Juan de Nalda was a Spanish painter in the Flemish style.

He was the son of an embroiderer active in Navarrete in La Rioja. In November 1493 documents record him in the studio of Jean Changenet, an Avignon-based French painter, who died late in 1494 or early in 1495. De Nalda's style shows heavy influence from the Avignon School of Provencal art, with its clear colours and simple volumes producing a calm atmosphere and composition.

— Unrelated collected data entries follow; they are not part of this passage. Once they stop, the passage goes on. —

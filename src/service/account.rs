//! Account lifecycle and alias management
//!
//! Aliases are separate directory records pointing at a target entity's id.
//! A dangling alias (target gone) is repaired when a create or alias-add
//! collides with it; removal failures after the primary mutation are logged
//! and never roll the mutation back.

use crate::directory::{Filter, Modification, SearchOptions, SearchScope};
use crate::domain::{names, normalize_address, AccountKey, AttrMap, DomainKey, DomainType, Entity, EntityKind};
use crate::error::{AppError, Result};
use crate::service::Provisioning;
use chrono::Utc;
use std::sync::Arc;
use uuid::Uuid;
use validator::Validate;

/// Input for creating an account or calendar resource
#[derive(Debug, Clone, Validate)]
pub struct CreateAccountInput {
    #[validate(email)]
    pub name: String,
    pub password: Option<String>,
    pub attrs: AttrMap,
    pub calendar_resource: bool,
}

impl CreateAccountInput {
    pub fn new(name: impl Into<String>) -> Self {
        Self {
            name: name.into(),
            password: None,
            attrs: AttrMap::new(),
            calendar_resource: false,
        }
    }

    pub fn with_password(mut self, password: impl Into<String>) -> Self {
        self.password = Some(password.into());
        self
    }
}

impl Provisioning {
    pub async fn create_account(&self, input: CreateAccountInput) -> Result<Arc<Entity>> {
        input.validate()?;
        let name = normalize_address(&input.name)?;
        let (local, domain_name) = name.split_once('@').expect("normalized address");

        let domain = self
            .get_domain(DomainKey::Name(domain_name.to_string()), true)
            .await?
            .ok_or_else(|| AppError::not_found("domain", domain_name))?;
        if domain.domain_type() != DomainType::Local {
            return Err(AppError::InvalidInput(format!(
                "domain {domain_name} does not host entries"
            )));
        }

        self.reclaim_address(&name).await?;

        let mut attrs = input.attrs;
        let kind = if input.calendar_resource {
            EntityKind::CalendarResource
        } else {
            EntityKind::Account
        };
        let mut classes = vec![
            "inetOrgPerson".to_string(),
            EntityKind::Account.object_class().to_string(),
        ];
        if input.calendar_resource {
            classes.push(EntityKind::CalendarResource.object_class().to_string());
        }
        attrs.set_multi(names::A_OBJECT_CLASS, classes);
        attrs.set(names::A_PROVIS_ID, Uuid::new_v4().to_string());
        attrs.set(names::A_UID, local);
        attrs.set(names::A_MAIL, &name);
        if attrs.get(names::A_ACCOUNT_STATUS).is_none() {
            attrs.set(names::A_ACCOUNT_STATUS, "active");
        }
        if let Some(password) = &input.password {
            let policy = crate::domain::PasswordPolicy::from_attrs(&domain.attrs);
            policy
                .validate_password(password)
                .map_err(|errors| AppError::PolicyViolation(errors.join("; ")))?;
            attrs.set(names::A_PASSWORD, crate::crypto::hash_password(password)?);
            attrs.set(
                names::A_PASSWORD_MODIFIED_TIME,
                Utc::now().format("%Y%m%d%H%M%SZ").to_string(),
            );
        }

        let dn = self.dit().address_dn(local, domain_name);
        self.store().add(&dn, attrs).await?;
        tracing::info!(%name, kind = kind.as_str(), "entity created");

        let entry = self
            .store()
            .get_by_dn(&dn)
            .await?
            .ok_or_else(|| AppError::not_found("account", &name))?;
        let entity = self.make_entity(entry, true).await?;
        self.cache_entity(&entity);
        Ok(entity)
    }

    pub async fn delete_account(&self, id: Uuid) -> Result<()> {
        let account = self
            .get_account(AccountKey::Id(id), true)
            .await?
            .ok_or_else(|| AppError::not_found("account", id.to_string()))?;

        // post-commit cleanups below are best-effort by design; the account
        // removal itself must not be rolled back once decided
        self.remove_alias_records(&account).await;
        self.remove_address_from_all_lists(&account.addresses()).await;

        self.store().delete(&account.dn).await?;
        self.evict_entity(&account);
        tracing::info!(name = %account.name, "account deleted");
        Ok(())
    }

    /// Add an alias to any address-bearing entity (account, calendar
    /// resource, or distribution list)
    pub async fn add_alias(&self, entity: &Arc<Entity>, alias: &str) -> Result<Arc<Entity>> {
        let alias = normalize_address(alias)?;
        let (alias_local, alias_domain) = alias.split_once('@').expect("normalized address");

        self.get_domain(DomainKey::Name(alias_domain.to_string()), true)
            .await?
            .ok_or_else(|| AppError::not_found("domain", alias_domain))?;

        self.reclaim_address(&alias).await?;

        let mut attrs = AttrMap::new();
        attrs.set(names::A_OBJECT_CLASS, EntityKind::Alias.object_class());
        attrs.set(names::A_PROVIS_ID, Uuid::new_v4().to_string());
        attrs.set(names::A_UID, alias_local);
        attrs.set(names::A_MAIL, &alias);
        attrs.set(names::A_ALIAS_TARGET_ID, entity.id.to_string());

        let alias_dn = self.dit().address_dn(alias_local, alias_domain);
        self.store().add(&alias_dn, attrs).await?;

        self.modify_attrs(
            entity,
            vec![Modification::Add(
                names::A_MAIL_ALIAS.to_string(),
                vec![alias.clone()],
            )],
        )
        .await
    }

    /// Remove an alias. A missing alias record is repaired rather than
    /// reported: the address attribute is cleaned up regardless.
    pub async fn remove_alias(&self, entity: &Arc<Entity>, alias: &str) -> Result<Arc<Entity>> {
        let alias = normalize_address(alias)?;
        let (alias_local, alias_domain) = alias.split_once('@').expect("normalized address");

        let alias_dn = self.dit().address_dn(alias_local, alias_domain);
        match self.store().get_by_dn(&alias_dn).await? {
            Some(record) => {
                let target = record.attrs.get(names::A_ALIAS_TARGET_ID);
                if target == Some(entity.id.to_string().as_str()) {
                    self.store().delete(&alias_dn).await?;
                } else {
                    tracing::warn!(%alias, ?target, "alias record points elsewhere, left in place");
                }
            }
            None => {
                tracing::warn!(%alias, "alias record already gone");
            }
        }

        self.modify_attrs(
            entity,
            vec![Modification::DeleteValues(
                names::A_MAIL_ALIAS.to_string(),
                vec![alias.clone()],
            )],
        )
        .await
    }

    /// Make an address available for a create: an existing entry under the
    /// address fails with `AlreadyExists`, unless it is a dangling alias
    /// (its target no longer resolves), which is removed and the address
    /// reclaimed.
    pub(crate) async fn reclaim_address(&self, address: &str) -> Result<()> {
        let filter = Filter::or(vec![
            Filter::eq(names::A_MAIL, address),
            Filter::eq(names::A_MAIL_ALIAS, address),
        ]);
        let existing = self
            .store()
            .search(
                self.dit().base_dn(),
                SearchScope::Subtree,
                &filter,
                &SearchOptions::master(),
            )
            .await?
            .entries;
        if existing.is_empty() {
            return Ok(());
        }

        // the address is reclaimable only if everything holding it is a
        // dangling alias record
        for entry in &existing {
            let is_alias =
                EntityKind::from_object_classes(entry.attrs.get_all(names::A_OBJECT_CLASS))
                    == Some(EntityKind::Alias);
            if !is_alias {
                return Err(AppError::AlreadyExists(address.to_string()));
            }
            let target = entry
                .attrs
                .get(names::A_ALIAS_TARGET_ID)
                .and_then(|raw| Uuid::parse_str(raw).ok());
            let dangling = match target {
                Some(target_id) => self
                    .get_account(AccountKey::Id(target_id), true)
                    .await?
                    .is_none(),
                None => true,
            };
            if !dangling {
                return Err(AppError::AlreadyExists(address.to_string()));
            }
        }
        for entry in existing {
            tracing::warn!(address, "removing dangling alias to reclaim address");
            self.store().delete(&entry.dn).await?;
        }
        Ok(())
    }

    /// Delete every alias record pointing at this entity. Failures are
    /// logged, not raised.
    pub(crate) async fn remove_alias_records(&self, entity: &Entity) {
        let filter = Filter::and(vec![
            Filter::object_class(EntityKind::Alias.object_class()),
            Filter::eq(names::A_ALIAS_TARGET_ID, entity.id.to_string()),
        ]);
        let records = match self
            .store()
            .search(
                self.dit().base_dn(),
                SearchScope::Subtree,
                &filter,
                &SearchOptions::master(),
            )
            .await
        {
            Ok(page) => page.entries,
            Err(err) => {
                tracing::warn!(%err, name = %entity.name, "alias cleanup search failed");
                return;
            }
        };
        for record in records {
            if let Err(err) = self.store().delete(&record.dn).await {
                tracing::warn!(%err, dn = %record.dn, "alias record cleanup failed");
            }
        }
    }

    /// Remove the given addresses from every distribution list referencing
    /// them. Failures are logged, not raised.
    pub(crate) async fn remove_address_from_all_lists(&self, addresses: &[String]) {
        if addresses.is_empty() {
            return;
        }
        let filter = Filter::and(vec![
            Filter::object_class(EntityKind::DistributionList.object_class()),
            Filter::or(
                addresses
                    .iter()
                    .map(|address| Filter::eq(names::A_LIST_MEMBER, address.clone()))
                    .collect(),
            ),
        ]);
        let lists = match self
            .store()
            .search(
                self.dit().base_dn(),
                SearchScope::Subtree,
                &filter,
                &SearchOptions::master(),
            )
            .await
        {
            Ok(page) => page.entries,
            Err(err) => {
                tracing::warn!(%err, "member cleanup search failed");
                return;
            }
        };

        for list in lists {
            let result = self
                .store()
                .modify(
                    &list.dn,
                    vec![Modification::DeleteValues(
                        names::A_LIST_MEMBER.to_string(),
                        addresses.to_vec(),
                    )],
                )
                .await;
            if let Err(err) = result {
                tracing::warn!(%err, dn = %list.dn, "member cleanup failed");
            } else if let Some(id) = list
                .attrs
                .get(names::A_PROVIS_ID)
                .and_then(|raw| Uuid::parse_str(raw).ok())
            {
                self.groups.remove_by_id(id);
                self.computed.invalidate(id);
            }
        }
        self.acl_groups.invalidate_all();
    }
}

Charles Sterling argues de Nalda was the painter of the high altarpiece at the monastic church in Santa Clara in Palencia, previously attributed to the 'Master of Santa Clara in Palencia' or 'Master of Santa María del Campo' - two of its panels survive at Spain's National Archaeological Museum in Madrid (Our Lady of Pity (Note: With portraits of Isabella of Portugal and John II of Castile, perhaps making the commissioner Isabella's daughter Isabella I of Castile) and The Mass of Saint Gregory), whilst others are now in the Museum of Fine Arts in Lyon (Death of the Virgin and Coronation of the Virgin). It seems to have been commissioned by María de Velasco, widow of admiral Alfonso Enríquez - the monastery was under her patronage and so the painting must have been completed before 1505, when Maria made her will. Patricia Andrés González makes several objections to the altarpiece being de Nalda's work, based exclusively on supposed Provençal influences.

Pilar Silva Maroto later attributed the Saint John the Baptist from the Visitation Altarpiece in Palencia Cathedral to de Nalda and the anonymous 'Master of the Visitation' on stylistic grounds as a commission from canon Juan de Ayllón, He also attributed a Saint Gregory of unknown provenance (in the Prado since 1926) to de Nalda.

== Bibliography ==
- Azcarate, José María, Arte gótico en España, Madrid, Cátedra, 2000, ISBN 84-376-0894-5, p. 393.